Kopi hitam : Rp. 1500
Es teh : Rp 1500
Telur dadar : Rp 4000
Telur orak arik : Rp 5000
Ayam goreng : Rp 6000
Gado-gado : Rp 10.000
Ayam penyet : Rp 12.000
Bakso : Rp 6000
Harga bahan makanan yang semakin naik akhir-akhir ini membuat penjual makanan itu bingung. Ingin menaikkan harga takut para konsumen kabur. Jika tidak dinaikkan maka dia akan rugi. Bingung memilih tapi harus memilih. Akhirnya diambil jalan tengah. Harga harus naik tapi kemasan dirubah. Bukan kemasan makanan atau minumannya tapi kemasan tulisan harga menu. Besok paginya terpajang tulisan di depan warungnya sebagai berikut :
Black Tea : Rp. 3000
Ice Tea : Rp 3000
Omelette : Rp 10.000
Scrambelle Egg : Rp 11.000
Fried Chicken : Rp 12.000
Boiled vegetable with peanut sauces : Rp 25.000
Smashed Chicken : Rp 26.000
Meat ball : Rp 15.000
“Alhamdulillah, harga naik tapi pelanggan tidak kabur….” Begitu kata penjual makanan itu beberapa minggu kemudian.
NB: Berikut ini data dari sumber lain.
//! CLI binary for ocr2xlsx.
//!
//! A thin shim over the library crate that maps CLI flags to
//! `PipelineConfig`, runs a `Session` and prints the table.

use anyhow::{Context, Result};
use clap::Parser;
use indicatif::{ProgressBar, ProgressStyle};
use ocr2xlsx::pipeline::export::download_data_uri;
use ocr2xlsx::pipeline::input::{parse_link_list, DEFAULT_UPLOAD_FOLDER};
use ocr2xlsx::{
    render_table, DocumentSource, PipelineConfig, ProgressCallback, RunOutput,
    RunProgressCallback, Session, EXPORT_FILE_NAME,
};
use std::io::{self, Read};
use std::path::PathBuf;
use std::sync::Arc;
use std::time::Duration;
use tracing_subscriber::EnvFilter;

// ── ANSI colour helpers (no extra deps) ──────────────────────────────────────

fn green(s: &str) -> String {
    format!("\x1b[32m{s}\x1b[0m")
}
fn red(s: &str) -> String {
    format!("\x1b[31m{s}\x1b[0m")
}
fn dim(s: &str) -> String {
    format!("\x1b[2m{s}\x1b[0m")
}
fn bold(s: &str) -> String {
    format!("\x1b[1m{s}\x1b[0m")
}
fn cyan(s: &str) -> String {
    format!("\x1b[36m{s}\x1b[0m")
}

// ── CLI progress callback using indicatif ────────────────────────────────────

/// Terminal progress callback: one bar for the batch plus an inline line per
/// document, red for failures.
struct CliProgressCallback {
    bar: ProgressBar,
}

impl CliProgressCallback {
    fn new() -> Arc<Self> {
        let bar = ProgressBar::new(0);
        let style = ProgressStyle::with_template(
            "{spinner:.cyan} {prefix:.bold}  \
             [{bar:42.green/238}] {pos:>3}/{len} documents  \
             ⏱ {elapsed_precise}  {msg}",
        )
        .unwrap_or_else(|_| ProgressStyle::default_bar())
        .progress_chars("█▉▊▋▌▍▎▏  ")
        .tick_strings(&["⠋", "⠙", "⠹", "⠸", "⠼", "⠴", "⠦", "⠧", "⠇", "⠏", "⠿"]);

        bar.set_style(style);
        bar.set_prefix("Processing");
        bar.enable_steady_tick(Duration::from_millis(80));

        Arc::new(Self { bar })
    }
}

impl RunProgressCallback for CliProgressCallback {
    fn on_run_start(&self, total_documents: usize) {
        self.bar.set_length(total_documents as u64);
        self.bar.reset_eta();
        self.bar.println(format!(
            "{} {}",
            cyan("◆"),
            bold(&format!("Processing {total_documents} documents…"))
        ));
    }

    fn on_document_start(&self, _position: usize, _total: usize, label: &str) {
        self.bar.set_message(label.to_string());
    }

    fn on_document_complete(&self, position: usize, total: usize, name: &str) {
        self.bar.println(format!(
            "  {} {:>3}/{:<3}  {}",
            green("✓"),
            position,
            total,
            name
        ));
        self.bar.inc(1);
    }

    fn on_document_error(&self, position: usize, total: usize, error: &str) {
        // Truncate very long error messages to keep output tidy.
        let msg = if error.chars().count() > 100 {
            format!("{}\u{2026}", error.chars().take(99).collect::<String>())
        } else {
            error.to_string()
        };

        self.bar.println(format!(
            "  {} {:>3}/{:<3}  {}",
            red("✗"),
            position,
            total,
            red(&msg)
        ));
        self.bar.inc(1);
    }

    fn on_run_complete(&self, total_documents: usize, success_count: usize) {
        let failed = total_documents.saturating_sub(success_count);
        self.bar.finish_and_clear();

        if failed == 0 {
            eprintln!(
                "{} {} documents processed successfully",
                green("✔"),
                bold(&success_count.to_string())
            );
        } else {
            eprintln!(
                "{} {}/{} documents processed  ({} failed)",
                if failed == total_documents {
                    red("✘")
                } else {
                    cyan("⚠")
                },
                bold(&success_count.to_string()),
                total_documents,
                red(&failed.to_string()),
            );
        }
    }
}

const AFTER_HELP: &str = r#"EXAMPLES:
  # Process every PDF/JPG/PNG in ./UPLOAD_FOLDER
  ocr2xlsx

  # Another folder, custom output file
  ocr2xlsx --dir scans/ -o shipments.xlsx

  # Shareable links, one per line
  ocr2xlsx --links-file links.txt
  cat links.txt | ocr2xlsx --links-file -
  ocr2xlsx --link https://example.com/invoice.pdf --link https://example.com/bol.png

  # Retry transient OCR failures, four documents at a time
  ocr2xlsx --max-retries 3 --concurrency 4

  # Structured output including the OCR text of each document
  ocr2xlsx --json > run.json
  ocr2xlsx --json --with-previews > run-with-previews.json

ENVIRONMENT VARIABLES:
  MISTRAL_API_KEY           OCR API key (never written to disk)
  OCR2XLSX_MODEL            Override model ID (default: mistral-ocr-latest)
  OCR2XLSX_BASE_URL         Override API base URL
  OCR2XLSX_UPLOAD_FOLDER    Override the upload folder
"#;

/// Send PDFs and images to Mistral OCR and export the rows to Excel.
#[derive(Parser, Debug)]
#[command(
    name = "ocr2xlsx",
    version,
    about = "Send PDFs and images to Mistral OCR and export the rows to Excel",
    long_about = "Process every PDF/JPG/PNG document in an upload folder (or behind a list of \
shareable links) with Mistral OCR, then export one row per document (Date, Shipper Name, \
Weight, Volume, Final Amount) to an .xlsx file.",
    color = clap::ColorChoice::Auto,
    after_long_help = AFTER_HELP
)]
struct Cli {
    /// Upload folder to scan for .pdf, .jpg, .jpeg and .png files.
    #[arg(long, env = "OCR2XLSX_UPLOAD_FOLDER", default_value = DEFAULT_UPLOAD_FOLDER)]
    dir: PathBuf,

    /// File with newline-separated links ('-' reads stdin). Replaces --dir.
    #[arg(long, conflicts_with = "link")]
    links_file: Option<PathBuf>,

    /// A shareable link to process. Repeatable. Replaces --dir.
    #[arg(long)]
    link: Vec<String>,

    /// OCR API key.
    #[arg(long, env = "MISTRAL_API_KEY", hide_env_values = true)]
    api_key: Option<String>,

    /// OCR model ID.
    #[arg(long, env = "OCR2XLSX_MODEL", default_value = ocr2xlsx::pipeline::ocr::DEFAULT_MODEL)]
    model: String,

    /// OCR API base URL.
    #[arg(long, env = "OCR2XLSX_BASE_URL", default_value = ocr2xlsx::pipeline::ocr::DEFAULT_BASE_URL)]
    base_url: String,

    /// Write the spreadsheet here.
    #[arg(short, long, env = "OCR2XLSX_OUTPUT", default_value = EXPORT_FILE_NAME)]
    output: PathBuf,

    /// Number of documents processed at once.
    #[arg(short, long, env = "OCR2XLSX_CONCURRENCY", default_value_t = 1)]
    concurrency: usize,

    /// Retries per document on transient OCR failures.
    #[arg(long, env = "OCR2XLSX_MAX_RETRIES", default_value_t = 0)]
    max_retries: u32,

    /// Initial retry backoff in milliseconds (doubles each retry).
    #[arg(long, env = "OCR2XLSX_RETRY_BACKOFF_MS", default_value_t = 500)]
    retry_backoff_ms: u64,

    /// Do not ask the service to embed page images in its response.
    #[arg(long)]
    no_include_images: bool,

    /// HTTP download timeout for links in seconds.
    #[arg(long, env = "OCR2XLSX_DOWNLOAD_TIMEOUT", default_value_t = 120)]
    download_timeout: u64,

    /// Per-document OCR call timeout in seconds.
    #[arg(long, env = "OCR2XLSX_API_TIMEOUT", default_value_t = 60)]
    api_timeout: u64,

    /// Output structured JSON (RunOutput) instead of the table.
    #[arg(long)]
    json: bool,

    /// Keep each document's data: URI preview in the --json output.
    #[arg(long, requires = "json")]
    with_previews: bool,

    /// Print the OCR text of each document after the table.
    #[arg(long)]
    show_text: bool,

    /// Print the exported workbook as a data: URI download link.
    #[arg(long)]
    data_uri: bool,

    /// Disable progress bar.
    #[arg(long, env = "OCR2XLSX_NO_PROGRESS")]
    no_progress: bool,

    /// Enable DEBUG-level tracing logs.
    #[arg(short, long, env = "OCR2XLSX_VERBOSE")]
    verbose: bool,

    /// Suppress all output except errors.
    #[arg(short, long, env = "OCR2XLSX_QUIET")]
    quiet: bool,
}

#[tokio::main]
async fn main() -> Result<()> {
    let cli = Cli::parse();

    // ── Logging setup ────────────────────────────────────────────────────
    // Suppress INFO-level library logs when the progress bar is active;
    // the bar provides all the feedback that matters to the user.
    let show_progress = !cli.quiet && !cli.no_progress && !cli.json;
    let filter = if cli.verbose {
        "debug"
    } else if cli.quiet || show_progress {
        "error"
    } else {
        "info"
    };

    tracing_subscriber::fmt()
        .with_env_filter(
            EnvFilter::try_from_default_env().unwrap_or_else(|_| EnvFilter::new(filter)),
        )
        .with_writer(io::stderr)
        .init();

    // ── Build config ─────────────────────────────────────────────────────
    let progress_cb: Option<ProgressCallback> = if show_progress {
        Some(CliProgressCallback::new() as Arc<dyn RunProgressCallback>)
    } else {
        None
    };

    let source = build_source(&cli)?;
    let config = build_config(&cli, progress_cb)?;
    let mut session = Session::new(config);

    // ── Run ──────────────────────────────────────────────────────────────
    let mut output = session.run(&source).await.context("Processing failed")?.clone();
    if !cli.with_previews {
        for outcome in &mut output.outcomes {
            outcome.preview_uri = None;
        }
    }

    let written = session
        .export_to(&cli.output)
        .with_context(|| format!("Failed to export {}", cli.output.display()))?;

    if cli.json {
        let json = serde_json::to_string_pretty(&output).context("Failed to serialise output")?;
        println!("{json}");
    } else if !cli.quiet {
        print_report(&cli, &output);
    }

    if cli.data_uri {
        if let Some(bytes) = session.export_bytes()? {
            println!("{}", download_data_uri(&bytes));
        }
    }

    if !cli.quiet {
        if written {
            eprintln!(
                "{}  {} rows  {}ms  →  {}",
                if output.stats.failed_documents == 0 {
                    green("✔")
                } else {
                    cyan("⚠")
                },
                output.table.len(),
                output.stats.total_duration_ms,
                bold(&cli.output.display().to_string()),
            );
        } else {
            eprintln!("{} No rows extracted; nothing exported.", red("✘"));
        }
    }

    Ok(())
}

/// Print the table, inline errors and (optionally) the OCR text.
fn print_report(cli: &Cli, output: &RunOutput) {
    if !output.table.is_empty() {
        println!("{}", bold("Extracted Data"));
        print!("{}", render_table(&output.table));
    }

    // The progress bar already printed errors inline.
    if cli.no_progress {
        for err in output.errors() {
            eprintln!("  {} {}", red("✗"), err);
        }
    }

    if cli.show_text {
        for outcome in output.outcomes.iter().filter(|o| o.is_success()) {
            println!();
            println!("{}", bold(&format!("── {} ──", outcome.name)));
            println!("{}", outcome.text.as_deref().unwrap_or_default());
            println!("{}", dim(&format!("{}ms", outcome.duration_ms)));
        }
    }
}

/// Pick the document source from the flags: links win over --dir.
fn build_source(cli: &Cli) -> Result<DocumentSource> {
    if let Some(ref path) = cli.links_file {
        let text = if path.as_os_str() == "-" {
            let mut buf = String::new();
            io::stdin()
                .read_to_string(&mut buf)
                .context("Failed to read links from stdin")?;
            buf
        } else {
            std::fs::read_to_string(path)
                .with_context(|| format!("Failed to read links from {:?}", path))?
        };
        return Ok(DocumentSource::Links(parse_link_list(&text)));
    }

    if !cli.link.is_empty() {
        return Ok(DocumentSource::Links(parse_link_list(&cli.link.join("\n"))));
    }

    Ok(DocumentSource::Directory(cli.dir.clone()))
}

/// Map CLI args to `PipelineConfig`.
fn build_config(cli: &Cli, progress: Option<ProgressCallback>) -> Result<PipelineConfig> {
    let mut builder = PipelineConfig::builder()
        .model(cli.model.clone())
        .base_url(cli.base_url.clone())
        .include_image_base64(!cli.no_include_images)
        .concurrency(cli.concurrency)
        .max_retries(cli.max_retries)
        .retry_backoff_ms(cli.retry_backoff_ms)
        .download_timeout_secs(cli.download_timeout)
        .api_timeout_secs(cli.api_timeout);

    if let Some(ref key) = cli.api_key {
        builder = builder.api_key(key.clone());
    }
    if let Some(cb) = progress {
        builder = builder.progress_callback(cb);
    }

    builder.build().context("Invalid configuration")
}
Ide itu datang dari pengalaman pribadinya ketika dia 2 kali ditraktir temannya. Yang pertama ketika dia ditraktir nasi goreng dengan harga Rp 15.000 dan temannya mencak-mencak karena merasa harga itu kemahalan dan yang kedua ketika dia ditraktir “fried rice” oleh orang yang sama dengan harga 22.000 tapi dia merasa puas karena harganya murah.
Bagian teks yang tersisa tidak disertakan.